** Opening DATA EXTRACT block **

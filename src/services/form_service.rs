//! Feedback form service - form and question management, public form view.

use chrono::Utc;
use sqlx::types::Json as SqlJson;
use uuid::Uuid;

use crate::{
    db::DbPool,
    error::AppError,
    models::{
        form::{
            CreateFormRequest, FeedbackForm, FormQuestion, FormSummary, FormWithQuestions,
            PublicForm, PublicQuestion, QuestionInput, UpdateFormRequest,
        },
        hotel::HotelStatus,
    },
    services::{hotel_service, subscription_service, translation_service::TranslationService},
    validation::normalize_optional,
};

/// Normalize every question, failing on the first invalid one.
fn normalize_questions(questions: Vec<QuestionInput>) -> Result<Vec<QuestionInput>, AppError> {
    questions.into_iter().map(QuestionInput::normalized).collect()
}

/// Insert questions in order, positions starting at 1.
async fn insert_questions(
    tx: &mut sqlx::Transaction<'_, sqlx::Postgres>,
    form_id: Uuid,
    questions: &[QuestionInput],
) -> Result<Vec<FormQuestion>, AppError> {
    let mut inserted = Vec::with_capacity(questions.len());

    for (index, question) in questions.iter().enumerate() {
        let row = sqlx::query_as::<_, FormQuestion>(
            r#"
            INSERT INTO form_questions (form_id, position, text, question_type, options, required)
            VALUES ($1, $2, $3, $4, $5, $6)
            RETURNING *
            "#,
        )
        .bind(form_id)
        .bind(index as i32 + 1)
        .bind(&question.text)
        .bind(question.question_type)
        .bind(SqlJson(&question.options))
        .bind(question.required)
        .fetch_one(&mut **tx)
        .await?;

        inserted.push(row);
    }

    Ok(inserted)
}

/// Create a form with its questions in one transaction.
pub async fn create_form(
    pool: &DbPool,
    hotel_id: Uuid,
    request: CreateFormRequest,
) -> Result<FormWithQuestions, AppError> {
    let questions = normalize_questions(request.questions)?;

    let mut tx = pool.begin().await?;

    let form = sqlx::query_as::<_, FeedbackForm>(
        r#"
        INSERT INTO feedback_forms (hotel_id, title, description, is_active)
        VALUES ($1, $2, $3, $4)
        RETURNING *
        "#,
    )
    .bind(hotel_id)
    .bind(request.title.trim())
    .bind(normalize_optional(request.description))
    .bind(request.is_active)
    .fetch_one(&mut *tx)
    .await?;

    let questions = insert_questions(&mut tx, form.id, &questions).await?;

    tx.commit().await?;

    tracing::info!(form_id = %form.id, %hotel_id, questions = questions.len(), "Form created");

    Ok(FormWithQuestions { form, questions })
}

/// List a hotel's forms (not deleted), newest first, with counters.
pub async fn list_forms(pool: &DbPool, hotel_id: Uuid) -> Result<Vec<FormSummary>, AppError> {
    let forms = sqlx::query_as::<_, FormSummary>(
        r#"
        SELECT f.*,
               (SELECT COUNT(*) FROM form_questions q WHERE q.form_id = f.id) AS question_count,
               (SELECT COUNT(*) FROM reviews r WHERE r.form_id = f.id) AS review_count
        FROM feedback_forms f
        WHERE f.hotel_id = $1 AND f.deleted_at IS NULL
        ORDER BY f.created_at DESC
        "#,
    )
    .bind(hotel_id)
    .fetch_all(pool)
    .await?;

    Ok(forms)
}

/// Fetch a non-deleted form by id.
pub async fn find_form(pool: &DbPool, form_id: Uuid) -> Result<FeedbackForm, AppError> {
    sqlx::query_as::<_, FeedbackForm>(
        "SELECT * FROM feedback_forms WHERE id = $1 AND deleted_at IS NULL",
    )
    .bind(form_id)
    .fetch_optional(pool)
    .await?
    .ok_or(AppError::NotFound("Form"))
}

/// Fetch a form owned by `hotel_id`.
pub async fn get_form(pool: &DbPool, form_id: Uuid, hotel_id: Uuid) -> Result<FeedbackForm, AppError> {
    let form = find_form(pool, form_id).await?;
    if form.hotel_id != hotel_id {
        return Err(AppError::NotFound("Form"));
    }
    Ok(form)
}

pub async fn list_questions(pool: &DbPool, form_id: Uuid) -> Result<Vec<FormQuestion>, AppError> {
    let questions = sqlx::query_as::<_, FormQuestion>(
        "SELECT * FROM form_questions WHERE form_id = $1 ORDER BY position",
    )
    .bind(form_id)
    .fetch_all(pool)
    .await?;

    Ok(questions)
}

pub async fn get_form_with_questions(pool: &DbPool, form_id: Uuid) -> Result<FormWithQuestions, AppError> {
    let form = find_form(pool, form_id).await?;
    let questions = list_questions(pool, form.id).await?;
    Ok(FormWithQuestions { form, questions })
}

/// Update title/description and, when given, replace the questions.
pub async fn update_form(
    pool: &DbPool,
    form_id: Uuid,
    request: UpdateFormRequest,
) -> Result<FormWithQuestions, AppError> {
    let questions = request.questions.map(normalize_questions).transpose()?;

    let mut tx = pool.begin().await?;

    let form = sqlx::query_as::<_, FeedbackForm>(
        r#"
        UPDATE feedback_forms
        SET title = COALESCE($2, title),
            description = CASE WHEN $3::boolean THEN $4 ELSE description END,
            updated_at = NOW()
        WHERE id = $1 AND deleted_at IS NULL
        RETURNING *
        "#,
    )
    .bind(form_id)
    .bind(request.title.as_deref().map(str::trim))
    .bind(request.description.is_some())
    .bind(normalize_optional(request.description))
    .fetch_optional(&mut *tx)
    .await?
    .ok_or(AppError::NotFound("Form"))?;

    let questions = match questions {
        Some(questions) => {
            // Stored answers keep their own copy of the question text
            sqlx::query("DELETE FROM form_questions WHERE form_id = $1")
                .bind(form_id)
                .execute(&mut *tx)
                .await?;
            insert_questions(&mut tx, form_id, &questions).await?
        }
        None => {
            sqlx::query_as::<_, FormQuestion>(
                "SELECT * FROM form_questions WHERE form_id = $1 ORDER BY position",
            )
            .bind(form_id)
            .fetch_all(&mut *tx)
            .await?
        }
    };

    tx.commit().await?;

    tracing::info!(%form_id, "Form updated");
    Ok(FormWithQuestions { form, questions })
}

pub async fn set_form_active(pool: &DbPool, form_id: Uuid, is_active: bool) -> Result<FeedbackForm, AppError> {
    sqlx::query_as::<_, FeedbackForm>(
        r#"
        UPDATE feedback_forms
        SET is_active = $2, updated_at = NOW()
        WHERE id = $1 AND deleted_at IS NULL
        RETURNING *
        "#,
    )
    .bind(form_id)
    .bind(is_active)
    .fetch_optional(pool)
    .await?
    .ok_or(AppError::NotFound("Form"))
}

/// Soft delete: the form disappears from lists and the public endpoint but
/// its reviews are kept.
pub async fn delete_form(pool: &DbPool, form_id: Uuid) -> Result<(), AppError> {
    let result = sqlx::query(
        r#"
        UPDATE feedback_forms
        SET deleted_at = NOW(), is_active = false, updated_at = NOW()
        WHERE id = $1 AND deleted_at IS NULL
        "#,
    )
    .bind(form_id)
    .execute(pool)
    .await?;

    if result.rows_affected() == 0 {
        return Err(AppError::NotFound("Form"));
    }

    tracing::info!(%form_id, "Form deleted");
    Ok(())
}

/// Load a form guests may answer: active, not deleted, hotel active and
/// subscription usable. Anything else reads as not found.
pub async fn load_answerable_form(pool: &DbPool, form_id: Uuid) -> Result<AnswerableForm, AppError> {
    let form = find_form(pool, form_id).await?;
    if !form.is_active {
        return Err(AppError::NotFound("Form"));
    }

    let hotel = hotel_service::find_hotel(pool, form.hotel_id).await?;
    if hotel.status != HotelStatus::Active {
        return Err(AppError::NotFound("Form"));
    }

    let usable = subscription_service::find_subscription(pool, hotel.id)
        .await?
        .is_some_and(|s| s.is_usable(Utc::now()));
    if !usable {
        tracing::debug!(%form_id, hotel_id = %hotel.id, "Form hidden, subscription not usable");
        return Err(AppError::NotFound("Form"));
    }

    let questions = list_questions(pool, form.id).await?;

    Ok(AnswerableForm {
        form,
        hotel,
        questions,
    })
}

/// A form guests may answer, with its hotel and questions.
#[derive(Debug, Clone)]
pub struct AnswerableForm {
    pub form: FeedbackForm,
    pub hotel: crate::models::hotel::Hotel,
    pub questions: Vec<FormQuestion>,
}

/// Build the guest-facing form, translated into `lang` when it differs from
/// the hotel's default language.
pub async fn public_form(
    answerable: AnswerableForm,
    lang: Option<&str>,
    translator: &TranslationService,
) -> PublicForm {
    let AnswerableForm {
        form,
        hotel,
        questions,
    } = answerable;

    let source = hotel.default_language.clone();
    let target = lang.unwrap_or(&source).to_string();

    let mut public = PublicForm {
        id: form.id,
        hotel_id: hotel.id,
        hotel_name: hotel.name,
        hotel_logo_url: hotel.logo_url,
        language: source.clone(),
        title: form.title,
        description: form.description,
        questions: questions.into_iter().map(PublicQuestion::from).collect(),
    };

    if crate::services::translation_service::same_language(&source, &target) {
        return public;
    }

    public.language = target.clone();
    public.title = translator.translate_or_original(&public.title, &source, &target).await;
    if let Some(description) = public.description.take() {
        public.description =
            Some(translator.translate_or_original(&description, &source, &target).await);
    }

    for question in &mut public.questions {
        question.text = translator.translate_or_original(&question.text, &source, &target).await;
        let mut labels = Vec::with_capacity(question.options.len());
        for option in &question.options {
            labels.push(translator.translate_or_original(option, &source, &target).await);
        }
        question.option_labels = labels;
    }

    public
}

#[cfg(test)]
mod tests {
    use super::*;
    use crate::{
        models::{
            form::QuestionType,
            hotel::{Hotel, HotelStatus},
        },
        db::fixtures,
        services::translation_service::testing::FakeProvider,
    };
    use sqlx::PgPool;
    use std::sync::Arc;

    fn answerable() -> AnswerableForm {
        let now = Utc::now();
        let hotel_id = Uuid::new_v4();
        let form_id = Uuid::new_v4();
        AnswerableForm {
            form: FeedbackForm {
                id: form_id,
                hotel_id,
                title: "Your stay".into(),
                description: Some("Tell us more".into()),
                is_active: true,
                created_at: now,
                updated_at: now,
                deleted_at: None,
            },
            hotel: Hotel {
                id: hotel_id,
                name: "Seaside Inn".into(),
                slug: "seaside-inn".into(),
                email: "desk@seaside.test".into(),
                phone: None,
                address: None,
                city: None,
                country: None,
                website: None,
                logo_url: None,
                default_language: "en".into(),
                status: HotelStatus::Active,
                created_at: now,
                updated_at: now,
            },
            questions: vec![FormQuestion {
                id: Uuid::new_v4(),
                form_id,
                position: 1,
                text: "Favourite spot".into(),
                question_type: QuestionType::SingleChoice,
                options: SqlJson(vec!["Pool".into(), "Bar".into()]),
                required: false,
            }],
        }
    }

    #[tokio::test]
    async fn default_language_is_served_untranslated() {
        let provider = Arc::new(FakeProvider::default());
        let translator = TranslationService::new(provider.clone());

        let form = public_form(answerable(), Some("en-US"), &translator).await;

        assert_eq!(form.title, "Your stay");
        assert_eq!(form.language, "en");
        assert_eq!(provider.calls(), 0);
    }

    #[tokio::test]
    async fn other_language_translates_text_but_keeps_option_values() {
        let translator = TranslationService::new(Arc::new(FakeProvider::default()));

        let form = public_form(answerable(), Some("fr"), &translator).await;

        assert_eq!(form.language, "fr");
        assert_eq!(form.title, "[fr] YOUR STAY");
        assert_eq!(form.description.as_deref(), Some("[fr] TELL US MORE"));
        let question = &form.questions[0];
        assert_eq!(question.text, "[fr] FAVOURITE SPOT");
        assert_eq!(question.options, vec!["Pool", "Bar"]);
        assert_eq!(question.option_labels, vec!["[fr] POOL", "[fr] BAR"]);
    }

    #[tokio::test]
    async fn translation_failure_falls_back_to_original() {
        let translator = TranslationService::new(Arc::new(FakeProvider {
            fail: true,
            ..Default::default()
        }));

        let form = public_form(answerable(), Some("de"), &translator).await;

        assert_eq!(form.title, "Your stay");
        assert_eq!(form.questions[0].option_labels, vec!["Pool", "Bar"]);
    }

    #[sqlx::test]
    async fn form_is_hidden_without_usable_subscription(pool: PgPool) {
        let hotel = fixtures::onboard(&pool, "Seaside Inn").await;
        let survey = fixtures::rating_form(&pool, hotel.hotel.id).await;
        assert!(load_answerable_form(&pool, survey.form.id).await.is_ok());

        // Trial ran out yesterday; the stored status still says trialing
        sqlx::query(
            "UPDATE subscriptions SET starts_at = NOW() - INTERVAL '15 days', ends_at = NOW() - INTERVAL '1 day' WHERE hotel_id = $1",
        )
        .bind(hotel.hotel.id)
        .execute(&pool)
        .await
        .unwrap();
        assert!(matches!(
            load_answerable_form(&pool, survey.form.id).await,
            Err(AppError::NotFound("Form"))
        ));

        sqlx::query("DELETE FROM subscriptions WHERE hotel_id = $1")
            .bind(hotel.hotel.id)
            .execute(&pool)
            .await
            .unwrap();
        assert!(matches!(
            load_answerable_form(&pool, survey.form.id).await,
            Err(AppError::NotFound("Form"))
        ));
    }

    #[sqlx::test]
    async fn form_is_hidden_while_hotel_is_suspended(pool: PgPool) {
        let hotel = fixtures::onboard(&pool, "Seaside Inn").await;
        let survey = fixtures::rating_form(&pool, hotel.hotel.id).await;

        hotel_service::set_hotel_status(&pool, hotel.hotel.id, HotelStatus::Suspended)
            .await
            .unwrap();

        assert!(matches!(
            load_answerable_form(&pool, survey.form.id).await,
            Err(AppError::NotFound("Form"))
        ));
    }
}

** Closing DATA EXTRACT block **

# TASK DETAILS
Starting with the line above that holds "description = CASE" and stopping with the line that holds "if result.rows_affected() == 0", reproduce each line exactly, omitting all other lines.

# TASK RESULT
            description = CASE WHEN $3::boolean THEN $4 ELSE description END,
            updated_at = NOW()
        WHERE id = $1 AND deleted_at IS NULL
        RETURNING *
        "#,
    )
    .bind(form_id)
    .bind(request.title.as_deref().map(str::trim))
    .bind(request.description.is_some())
    .bind(normalize_optional(request.description))
    .fetch_optional(&mut *tx)
    .await?
    .ok_or(AppError::NotFound("Form"))?;

    let questions = match questions {
        Some(questions) => {
            // Stored answers keep their own copy of the question text
            sqlx::query("DELETE FROM form_questions WHERE form_id = $1")
                .bind(form_id)
                .execute(&mut *tx)
                .await?;
            insert_questions(&mut tx, form_id, &questions).await?
        }
        None => {
            sqlx::query_as::<_, FormQuestion>(
                "SELECT * FROM form_questions WHERE form_id = $1 ORDER BY position",
            )
            .bind(form_id)
            .fetch_all(&mut *tx)
            .await?
        }
    };

    tx.commit().await?;

    tracing::info!(%form_id, "Form updated");
    Ok(FormWithQuestions { form, questions })
}

pub async fn set_form_active(pool: &DbPool, form_id: Uuid, is_active: bool) -> Result<FeedbackForm, AppError> {
    sqlx::query_as::<_, FeedbackForm>(
        r#"
        UPDATE feedback_forms
        SET is_active = $2, updated_at = NOW()
        WHERE id = $1 AND deleted_at IS NULL
        RETURNING *
        "#,
    )
    .bind(form_id)
    .bind(is_active)
    .fetch_optional(pool)
    .await?
    .ok_or(AppError::NotFound("Form"))
}

/// Soft delete: the form disappears from lists and the public endpoint but
/// its reviews are kept.
pub async fn delete_form(pool: &DbPool, form_id: Uuid) -> Result<(), AppError> {
    let result = sqlx::query(
        r#"
        UPDATE feedback_forms
        SET deleted_at = NOW(), is_active = false, updated_at = NOW()
        WHERE id = $1 AND deleted_at IS NULL
        "#,
    )
    .bind(form_id)
    .execute(pool)
    .await?;

    if result.rows_affected() == 0 {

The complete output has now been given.